„Possumus!” „We can!” Tymi okrzykami podsumować można wydarzenie, do którego doszło w ostatnią sobotę 22 września.
Tego dnia podpisane zostało tymczasowe porozumienie między Stolicą Apostolską a Chińską Republiką Ludową. Zakłada ono zatwierdzenie przez Watykan siedmiu biskupów z Patriotycznego Stowarzyszenia Katolików Chińskich, czyli związku wyznaniowego całkowicie podporządkowanego partii komunistycznej. Organizacja ta została powołana do życia na rozkaz Mao Zedonga w 1957 roku, żeby zastąpić struktury zdelegalizowanego Kościoła katolickiego w Państwie Środka. Do tej pory papiestwo nie uznawało ani prawomocności owego stowarzyszenia, ani tym bardziej ważności święceń kolaboranckich biskupów, uważając ich za uzurpatorów. Jedynymi prawowitymi reprezentantami Stolicy Apostolskiej w Chinach byli działający w konspiracji biskupi, którzy pozostali wierni Rzymowi i z tego powodu cierpieli liczne szykany oraz represje. W konspiracji budowali jednak struktury Kościoła podziemnego.

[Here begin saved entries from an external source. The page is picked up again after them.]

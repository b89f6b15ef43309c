// ============================================================
// Layer 3 — Example Domain Type
// ============================================================
// One row of the sentiment dataset: a sentence and its label.
//
// The label set is exactly {0, 1}, so it is an enum rather than
// a bare integer — an out-of-range label cannot be represented
// once a row has been parsed.

use anyhow::{bail, Result};
use serde::{Deserialize, Serialize};

/// Binary sentiment label. Discriminants match the on-disk encoding.
#[derive(Debug, Clone, Copy, PartialEq, Eq, Hash, Serialize, Deserialize)]
pub enum Label {
    Negative = 0,
    Positive = 1,
}

impl Label {
    /// Parse the integer label used in the TSV files.
    pub fn from_id(id: u8) -> Result<Self> {
        match id {
            0 => Ok(Label::Negative),
            1 => Ok(Label::Positive),
            other => bail!("label must be 0 or 1, got {other}"),
        }
    }

    pub fn id(self) -> u8 {
        self as u8
    }

    /// Pick the class whose logit is larger.
    /// Ties resolve to the first index (negative), like argmax.
    pub fn from_logits(negative: f32, positive: f32) -> Self {
        if positive > negative {
            Label::Positive
        } else {
            Label::Negative
        }
    }

    pub fn as_str(self) -> &'static str {
        match self {
            Label::Negative => "negative",
            Label::Positive => "positive",
        }
    }
}

impl std::fmt::Display for Label {
    fn fmt(&self, f: &mut std::fmt::Formatter<'_>) -> std::fmt::Result {
        f.write_str(self.as_str())
    }
}

/// A labelled sentence as read from disk, before tokenisation.
#[derive(Debug, Clone, PartialEq, Eq, Serialize, Deserialize)]
pub struct Example {
    pub text:  String,
    pub label: Label,
}

impl Example {
    pub fn new(text: impl Into<String>, label: Label) -> Self {
        Self { text: text.into(), label }
    }
}

/// Split a list of examples into parallel text / label-id vectors.
pub fn into_columns(examples: Vec<Example>) -> (Vec<String>, Vec<u8>) {
    examples
        .into_iter()
        .map(|e| (e.text, e.label.id()))
        .unzip()
}
// ============================================================
// Layer 1 — CLI / Presentation Layer
// ============================================================
// Parses arguments with clap and hands a plain config struct to
// the matching use case:
//
//   1. `train`    — fine-tune (Pipeline A)
//   2. `evaluate` — score a saved model (Pipeline B)
//   3. `predict`  — classify one sentence
//
// Reference: Rust Book §7 (Modules), §12 (CLI programs)

pub mod commands;

use anyhow::Result;
use clap::Parser;
use commands::{Commands, EvalArgs, PredictArgs, TrainArgs};

#[derive(Parser, Debug)]
#[command(
    name = "sentiment-finetune",
    version,
    about = "Fine-tune a pretrained BERT-style model for binary sentiment, then evaluate it."
)]
pub struct Cli {
    #[command(subcommand)]
    pub command: Commands,
}

impl Cli {
    /// Route the subcommand to its use case; no computation here.
    pub fn run(self) -> Result<()> {
        match self.command {
            Commands::Train(args)    => run_train(args),
            Commands::Evaluate(args) => run_evaluate(args),
            Commands::Predict(args)  => run_predict(args),
        }
    }
}

fn run_train(args: TrainArgs) -> Result<()> {
    use crate::application::finetune_use_case::FinetuneUseCase;

    tracing::info!("Fine-tuning on data in '{}'", args.data_dir.display());
    let summary = FinetuneUseCase::new(args.into()).execute()?;

    match summary.trainer_state {
        Some(state) => println!(
            "Training complete: {} optimizer steps, best checkpoint {}",
            state.global_step,
            state
                .best_checkpoint
                .map(|p| p.display().to_string())
                .unwrap_or_else(|| "none".to_string()),
        ),
        None => println!("Training did not complete; saved model is not fine-tuned."),
    }
    Ok(())
}

fn run_evaluate(args: EvalArgs) -> Result<()> {
    use crate::application::evaluate_use_case::EvaluateUseCase;

    tracing::info!("Evaluating model in '{}'", args.model_dir.display());
    EvaluateUseCase::new(args.into()).execute()?;
    Ok(())
}

fn run_predict(args: PredictArgs) -> Result<()> {
    use crate::application::predict_use_case::PredictUseCase;

    let prediction = PredictUseCase::new((&args).into()).predict(&args.text)?;
    println!(
        "{} → {} (logits {:.3}, {:.3})",
        args.text, prediction.label, prediction.logits[0], prediction.logits[1],
    );
    Ok(())
}
// ============================================================
// Layer 6 — Tokenizer Store
// ============================================================
// Reads and writes `tokenizer.json` (Hugging Face format) inside
// a model directory, so training and evaluation always share the
// exact vocabulary the model was fine-tuned with.

use anyhow::{anyhow, Result};
use std::path::{Path, PathBuf};
use tokenizers::Tokenizer;

pub const TOKENIZER_FILE: &str = "tokenizer.json";

pub struct TokenizerStore {
    dir: PathBuf,
}

impl TokenizerStore {
    pub fn new(dir: impl AsRef<Path>) -> Self {
        Self { dir: dir.as_ref().to_path_buf() }
    }

    pub fn path(&self) -> PathBuf {
        self.dir.join(TOKENIZER_FILE)
    }

    /// Load a previously saved tokenizer from JSON file
    pub fn load(&self) -> Result<Tokenizer> {
        let path = self.path();
        let tokenizer = Tokenizer::from_file(&path)
            .map_err(|e| anyhow!(
                "Cannot load tokenizer from '{}': {}", path.display(), e
            ))?;
        tracing::debug!(
            "Tokenizer loaded from '{}' (vocab size {})",
            path.display(),
            tokenizer.get_vocab_size(true)
        );
        Ok(tokenizer)
    }

    pub fn save(&self, tokenizer: &Tokenizer) -> Result<()> {
        std::fs::create_dir_all(&self.dir)?;
        let path = self.path();
        tokenizer
            .save(&path, true)
            .map_err(|e| anyhow!("Cannot write tokenizer to '{}': {e}", path.display()))?;
        tracing::debug!("Tokenizer saved to '{}'", path.display());
        Ok(())
    }
}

Umowa podpisana przez Watykan z Pekinem przyjęta została przez chiński Kościół katakumbowy z wielkim rozgoryczeniem. Emerytowany biskup Hongkongu kardynał Joseph Zen powiedział wprost, że jest to „niesamowita zdrada” tych, którzy mimo prześladowań wytrwali przy kolejnych papieżach. „Oddają trzodę w paszczę wilków”, podsumował działania watykańskich dyplomatów.

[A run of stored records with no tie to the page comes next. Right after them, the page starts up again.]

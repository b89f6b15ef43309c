// ============================================================
// Layer 4 — TSV Loader
// ============================================================
// Reads a tab-separated table with a header row and turns the
// `sentence` and `label` columns into Examples.
//
// Behaviour:
//   - Columns are located by header name, so extra columns and
//     any column order are fine.
//   - Quoting is disabled: GLUE-style sentiment files contain
//     bare quote characters inside sentences.
//   - Records may be short (flexible = true); a missing or blank
//     sentence/label cell marks the row incomplete and it is
//     dropped, never guessed.
//   - A present label that is not 0 or 1 is a hard error.
//
// Reference: csv crate documentation
//            Rust Book §9 (Error Handling)

use anyhow::{anyhow, Context, Result};
use csv::{ReaderBuilder, StringRecord};
use std::path::{Path, PathBuf};

use crate::domain::example::{into_columns, Example, Label};
use crate::domain::traits::ExampleSource;

/// Header names of the two required columns
pub const TEXT_COLUMN:  &str = "sentence";
pub const LABEL_COLUMN: &str = "label";

/// Row accounting for one loaded file.
#[derive(Debug, Clone, Copy, Default, PartialEq, Eq)]
pub struct LoadStats {
    /// Data rows in the file (header excluded)
    pub rows:     usize,
    /// Rows dropped because a required field was missing
    pub dropped:  usize,
    pub positive: usize,
    pub negative: usize,
}

impl LoadStats {
    pub fn kept(&self) -> usize {
        self.rows - self.dropped
    }
}

/// Loads labelled sentences from one TSV file.
pub struct TsvLoader {
    path: PathBuf,
}

impl TsvLoader {
    pub fn new(path: impl Into<PathBuf>) -> Self {
        Self { path: path.into() }
    }

    pub fn path(&self) -> &Path {
        &self.path
    }

    /// Load every complete row, returning the examples plus row accounting.
    pub fn load_with_stats(&self) -> Result<(Vec<Example>, LoadStats)> {
        let mut reader = ReaderBuilder::new()
            .delimiter(b'\t')
            .has_headers(true)
            .flexible(true)
            .quoting(false)
            .from_path(&self.path)
            .with_context(|| format!("Cannot open data file '{}'", self.path.display()))?;

        let headers = reader
            .headers()
            .with_context(|| format!("Cannot read header row of '{}'", self.path.display()))?
            .clone();
        let text_col  = self.column_index(&headers, TEXT_COLUMN)?;
        let label_col = self.column_index(&headers, LABEL_COLUMN)?;

        let mut examples = Vec::new();
        let mut stats    = LoadStats::default();

        for (i, record) in reader.records().enumerate() {
            // +2: one for the header, one for 1-based line numbers
            let line   = i + 2;
            let record = record.with_context(|| {
                format!("Malformed record at line {} of '{}'", line, self.path.display())
            })?;
            stats.rows += 1;

            let text  = non_blank(record.get(text_col));
            let label = non_blank(record.get(label_col));
            let (Some(text), Some(label)) = (text, label) else {
                tracing::debug!("Dropping incomplete row at line {}", line);
                stats.dropped += 1;
                continue;
            };

            let label = label
                .trim()
                .parse::<u8>()
                .map_err(|e| anyhow!("{e}"))
                .and_then(Label::from_id)
                .with_context(|| {
                    format!(
                        "Invalid label '{}' at line {} of '{}'",
                        label, line, self.path.display()
                    )
                })?;

            match label {
                Label::Positive => stats.positive += 1,
                Label::Negative => stats.negative += 1,
            }
            examples.push(Example::new(text, label));
        }

        tracing::info!(
            "Loaded {} examples from '{}' ({} positive, {} negative, {} incomplete rows dropped)",
            examples.len(),
            self.path.display(),
            stats.positive,
            stats.negative,
            stats.dropped,
        );
        Ok((examples, stats))
    }

    fn column_index(&self, headers: &StringRecord, name: &str) -> Result<usize> {
        headers
            .iter()
            .position(|h| h.trim_start_matches('\u{feff}').trim() == name)
            .ok_or_else(|| {
                anyhow!(
                    "Required column '{}' not found in '{}' (header: {:?})",
                    name,
                    self.path.display(),
                    headers.iter().collect::<Vec<_>>()
                )
            })
    }
}

impl ExampleSource for TsvLoader {
    fn load(&self) -> Result<Vec<Example>> {
        Ok(self.load_with_stats()?.0)
    }
}

/// Load a file as parallel text / label-id sequences.
pub fn load_columns(path: impl AsRef<Path>) -> Result<(Vec<String>, Vec<u8>)> {
    let examples = TsvLoader::new(path.as_ref()).load()?;
    Ok(into_columns(examples))
}

fn non_blank(field: Option<&str>) -> Option<&str> {
    field.filter(|s| !s.trim().is_empty())
}

// ─── Unit Tests ───────────────────────────────────────────────────────────────
#[cfg(test)]
mod tests {
    use super::*;
    use std::io::Write;
    use tempfile::NamedTempFile;

    fn tsv(lines: &[&str]) -> NamedTempFile {
        let mut f = NamedTempFile::new().unwrap();
        for line in lines {
            writeln!(f, "{line}").unwrap();
        }
        f.flush().unwrap();
        f
    }

    #[test]
    fn test_loads_sentence_and_label_columns() {
        let f = tsv(&["sentence\tlabel", "great film\t1", "bad film\t0"]);
        let (texts, labels) = load_columns(f.path()).unwrap();
        assert_eq!(texts,  vec!["great film", "bad film"]);
        assert_eq!(labels, vec![1, 0]);
    }

    #[test]
    fn test_columns_found_by_name() {
        let f = tsv(&["idx\tlabel\tsentence", "0\t1\tloved it", "1\t0\thated it"]);
        let (texts, labels) = load_columns(f.path()).unwrap();
        assert_eq!(texts,  vec!["loved it", "hated it"]);
        assert_eq!(labels, vec![1, 0]);
    }

    #[test]
    fn test_incomplete_rows_are_dropped() {
        let f = tsv(&[
            "sentence\tlabel",
            "fine movie\t1",
            "\t0",             // blank sentence
            "no label here\t", // blank label
            "short row",       // missing label field entirely
            "dull\t0",
        ]);
        let (examples, stats) = TsvLoader::new(f.path()).load_with_stats().unwrap();
        assert_eq!(stats.rows, 5);
        assert_eq!(stats.dropped, 3);
        assert_eq!(examples.len(), stats.kept());
        assert_eq!(stats.positive, 1);
        assert_eq!(stats.negative, 1);
    }

    #[test]
    fn test_labels_are_binary() {
        let f = tsv(&["sentence\tlabel", "a\t1", "b\t0", "c\t1"]);
        let (_, labels) = load_columns(f.path()).unwrap();
        assert!(labels.iter().all(|l| *l == 0 || *l == 1));
    }

    #[test]
    fn test_out_of_range_label_is_error() {
        let f = tsv(&["sentence\tlabel", "odd\t2"]);
        assert!(TsvLoader::new(f.path()).load().is_err());
    }

    #[test]
    fn test_non_numeric_label_is_error() {
        let f = tsv(&["sentence\tlabel", "odd\tpositive"]);
        assert!(TsvLoader::new(f.path()).load().is_err());
    }

    #[test]
    fn test_missing_column_is_error() {
        let f = tsv(&["text\tlabel", "a\t1"]);
        let err = TsvLoader::new(f.path()).load().unwrap_err();
        assert!(err.to_string().contains("sentence"));
    }

    #[test]
    fn test_missing_file_is_error() {
        assert!(TsvLoader::new("does/not/exist.tsv").load().is_err());
    }

    #[test]
    fn test_quotes_are_kept_literally() {
        let f = tsv(&["sentence\tlabel", "it 's \"fine\"\t1"]);
        let (texts, _) = load_columns(f.path()).unwrap();
        assert_eq!(texts[0], "it 's \"fine\"");
    }
}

Żeby zrozumieć to, co stało się w Chinach, wyobraźmy sobie hipotetyczną sytuację z XX-wiecznej historii Polski. Najpierw garść faktów. W 1953 roku został aresztowany prymas Stefan Wyszyński, ponieważ nie chciał zgodzić się na mianowanie biskupów przez władze komunistyczne. Napisał wówczas: „Rzeczy Bożych na ołtarzach cesarza składać nam nie wolno. Non possumus”. Z tego powodu został zamknięty w miejscu odosobnienia. W tym czasie jego najbliższy współpracownik biskup Antoni Baraniak był torturowany, a inny biskup Czesław Kaczmarek odsiadywał karę więzienia. Polscy hierarchowie stali się dla społeczeństwa symbolami bohaterstwa i oporu.
A teraz puśćmy wodze fantazji. Wyobraźmy sobie, że wkrótce potem Pius XII postanawia porozumieć się z władzami PRL i zawiera z Bolesławem Bierutem porozumienie, na mocy którego Watykan uznaje biskupów wywodzących się z ruchu „księży patriotów” i nominowanych na swe urzędy przez PZPR. W zamian za to papież uzyskuje obietnice, że władze zapewnią katolikom w Polsce swobodę wyznawania kultu. Partia przez posłusznych sobie biskupów przejmuje kontrolę nad Kościołem.
Używając historycznej analogii, można powiedzieć, że do podobnej sytuacji doszło właśnie w Chinach, ale w jeszcze gorszym wariancie. Duchowi przywódcy Patriotycznego Stowarzyszenia Katolików Chińskich są wiernymi i lojalnymi funkcjonariuszami państwa komunistycznego. Są zadaniowani przez partię i całkowicie jej posłuszni. Niektórzy z uznanych właśnie przez Watykan biskupów mają kochanki i dzieci, co jest w Chinach tajemnicą poliszynela.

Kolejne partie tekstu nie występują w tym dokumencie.